(Stored data)
-*-*-
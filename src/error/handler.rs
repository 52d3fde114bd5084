//! # Error Handler
//!
//! Translates an application error into a JSON HTTP response body and
//! status code, optionally including a stack trace, and logs the outcome.
//! This is the terminal error-to-response step: it never fails, and it
//! normalizes partially-shaped errors via the config defaults.

use axum::http::StatusCode;
use axum::response::{IntoResponse, Response};
use axum::Json;
use serde::Serialize;

use super::config::ErrorHandlerConfig;
use super::custom::ErrorShape;
use crate::observability::{Logger, Severity};

/// Outbound error body
///
/// Wire format is frozen for compatibility:
/// `{ "errorCode": <number>, "message": <string>, "stacktrace": <string|null> }`
#[derive(Debug, Clone, Serialize)]
#[serde(rename_all = "camelCase")]
pub struct OutboundError {
    pub error_code: u32,
    pub message: String,
    pub stacktrace: Option<String>,
}

/// Abstraction over an HTTP response being written
pub trait ResponseSink {
    /// Sets the HTTP status code
    fn set_status(&mut self, status: StatusCode);

    /// Writes the error body as JSON
    fn send_json(&mut self, body: &OutboundError);
}

/// A [`ResponseSink`] that records the outcome and converts into an axum
/// response; also used by tests to inspect what the handler produced
#[derive(Debug, Default)]
pub struct BufferedResponse {
    status: Option<StatusCode>,
    body: Option<OutboundError>,
}

impl BufferedResponse {
    pub fn new() -> Self {
        Self::default()
    }

    /// Status code recorded so far
    pub fn status(&self) -> Option<StatusCode> {
        self.status
    }

    /// Body recorded so far
    pub fn body(&self) -> Option<&OutboundError> {
        self.body.as_ref()
    }
}

impl ResponseSink for BufferedResponse {
    fn set_status(&mut self, status: StatusCode) {
        self.status = Some(status);
    }

    fn send_json(&mut self, body: &OutboundError) {
        self.body = Some(body.clone());
    }
}

impl IntoResponse for BufferedResponse {
    fn into_response(self) -> Response {
        let status = self.status.unwrap_or(StatusCode::INTERNAL_SERVER_ERROR);
        match self.body {
            Some(body) => (status, Json(body)).into_response(),
            None => status.into_response(),
        }
    }
}

/// Error-to-response translator
///
/// Status code mapping:
/// - no code on the error: HTTP 500, errorCode 500
/// - code below 1000: treated as the HTTP status itself
/// - code 1000 and above: application code, HTTP 400, errorCode preserved
pub struct ErrorHandler {
    config: ErrorHandlerConfig,
}

impl ErrorHandler {
    pub fn new(config: ErrorHandlerConfig) -> Self {
        Self { config }
    }

    /// Normalizes `error` into an [`OutboundError`], logs it, and writes it
    /// to the sink. Never fails.
    pub fn handle<S: ResponseSink, E: ErrorShape>(&self, rsp: &mut S, error: &E) {
        let message = error
            .message()
            .map(str::to_string)
            .or_else(|| {
                if self.config.default_error_message.is_empty() {
                    None
                } else {
                    Some(self.config.default_error_message.clone())
                }
            })
            .unwrap_or_else(|| "Internal error".to_string());

        let stacktrace = if self.config.log_stacktrace {
            error.stack().map(str::to_string)
        } else {
            None
        };

        // A code of 0 counts as unset, matching the original truthiness check
        let (status_code, error_code) = match error.status_code().filter(|c| *c != 0) {
            None => (500, 500),
            Some(code) if code < 1000 => (code, code),
            Some(code) => (400, code),
        };

        let outbound = OutboundError {
            error_code,
            message,
            stacktrace,
        };

        let serialized = serde_json::to_string(&outbound).unwrap_or_default();
        Logger::log_stderr(Severity::Error, &format!("Error! {serialized}"));

        let status =
            StatusCode::from_u16(status_code as u16).unwrap_or(StatusCode::INTERNAL_SERVER_ERROR);
        rsp.set_status(status);
        rsp.send_json(&outbound);
    }

    /// Convenience for axum handlers: runs [`handle`](Self::handle) against a
    /// buffered sink and converts it into a response
    pub fn response<E: ErrorShape>(&self, error: &E) -> Response {
        let mut rsp = BufferedResponse::new();
        self.handle(&mut rsp, error);
        rsp.into_response()
    }
}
-*-*-
> _What you should do_
Would you copy every line of the entries that includes the word "outcome"?

> _Response for this exercise_
//! status code, optionally including a stack trace, and logs the outcome.
/// A [`ResponseSink`] that records the outcome and converts into an axum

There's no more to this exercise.